Develop Next-Generation Organic Technologies.  We continue to conduct research and development activities relating to next-generation OLED technologies. Our current research and development initiatives involve flexible OLED displays, transparent or top-emitting OLED displays and OLEDs for solid-state lighting. We also are funding research by our academic partners on the use of organic thin-film technology in applications such as lasers, photodetectors and other related devices. Our focus on next-generation technologies is designed to enable us to continue our position as a leading provider of OLED and other organic electronics technologies and materials as new markets emerge.
 
Business and Geographic Markets
 
We derive revenue from three business areas:
 
  •  technology research and development, including internal R&D, government contract work and collaborative R&D with third parties;
 
  •  intellectual property and technology licensing; and
 
  •  sales of OLED materials for evaluation, development and commercial manufacturing.
 
Most manufacturers of flat panel displays and lighting products who are or might potentially be interested in our OLED technologies and materials are currently located in foreign countries, particularly the Asia-Pacific region. Consequently, we receive a substantial portion of our revenues from external customers that are domiciled outside of the United States, and our business is heavily dependent on our relationships with these customers. In particular, two customers located in the Asia-Pacific region, Samsung SDI and AU Optronics, accounted for 14% and 24%, respectively, of our consolidated revenues for 2006.
 
For more information on our revenues, costs and expenses associated with the various lines of our business, as well as a breakdown of revenues from domestic and foreign sources, please see our audited consolidated financial statements and the notes thereto, as well as “Management’s Discussion and Analysis of Financial Condition and Results of Operations,” included elsewhere in this report and incorporated herein by reference.
 
Our Phosphorescent OLED Technologies
 
Phosphorescent OLEDs, or PHOLEDs, our key proprietary technology, utilize novel materials and device structures that allow OLEDs to emit light through a process known as phosphorescence. Conversely, traditional fluorescent OLEDs emit light through an inherently less efficient process. Theory and experiment show that PHOLEDs exhibit device efficiencies up to four times higher than those exhibited by fluorescent OLEDs. Phosphorescence substantially reduces the power requirements of an OLED and is potentially useful for hand-held devices, such as mobile phones, where battery power is often a limiting factor. Phosphorescence also may be important for large-area displays such as televisions, where higher device efficiency and lower heat generation may enable longer product lifetimes and increased energy efficiency.
 
We believe that we have a strong intellectual property portfolio that covers our existing PHOLED technology and materials. We also conduct extensive work to develop new and improved PHOLED technologies and materials, and to enhance our intellectual property position.

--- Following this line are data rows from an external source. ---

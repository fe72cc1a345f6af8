use thiserror::Error;

use crate::core::AxisKey;

pub type AxisResult<T> = Result<T, AxisError>;

#[derive(Debug, Error)]
pub enum AxisError {
    #[error("absolute maximum ({maximum}) must be larger than absolute minimum ({minimum})")]
    InvalidAbsoluteRange { minimum: f64, maximum: f64 },

    #[error("polar axis `{key}` has no companion axis of the complementary kind")]
    MissingCompanion { key: AxisKey },

    #[error("polar axis misuse: {0}")]
    PolarAxisMisuse(String),

    #[error("invalid tick arguments: minimum={minimum}, maximum={maximum}, step={step}")]
    InvalidTickArguments {
        minimum: f64,
        maximum: f64,
        step: f64,
    },

    #[error("invalid axis configuration: {0}")]
    InvalidConfiguration(String),

    #[error("axis `{key}` is already registered")]
    DuplicateAxis { key: AxisKey },

    #[error("axis `{key}` is not registered")]
    UnknownAxis { key: AxisKey },

    #[error("invalid data: {0}")]
    InvalidData(String),
}
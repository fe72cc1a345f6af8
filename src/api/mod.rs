//! Owning plot model.
//!
//! `PlotAxes` stores every axis of one plot, runs the layout chain in order
//! and resolves polar pairings by key.

mod plot_axes;
mod plot_interaction;
mod plot_render;
mod plot_snapshot;
mod plot_transform;

pub use crate::core::label_format::{LabelFormat, LabelLocale};
pub use plot_axes::PlotAxes;
pub use plot_snapshot::PlotSnapshot;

In 2006, we announced several advances in the development of our proprietary blue PHOLED materials and device architectures. We also established collaborative relationships with Idemitsu Kosan Co., Ltd. and Nippon Steel Chemical Company to develop and evaluate new PHOLED materials for use in vacuum thermal evaporation, or VTE, manufacturing systems. In addition, we continued to work closely with our customers in their evaluation and qualification of our proprietary PHOLED materials for potential use in the production of commercial OLED displays and lighting products.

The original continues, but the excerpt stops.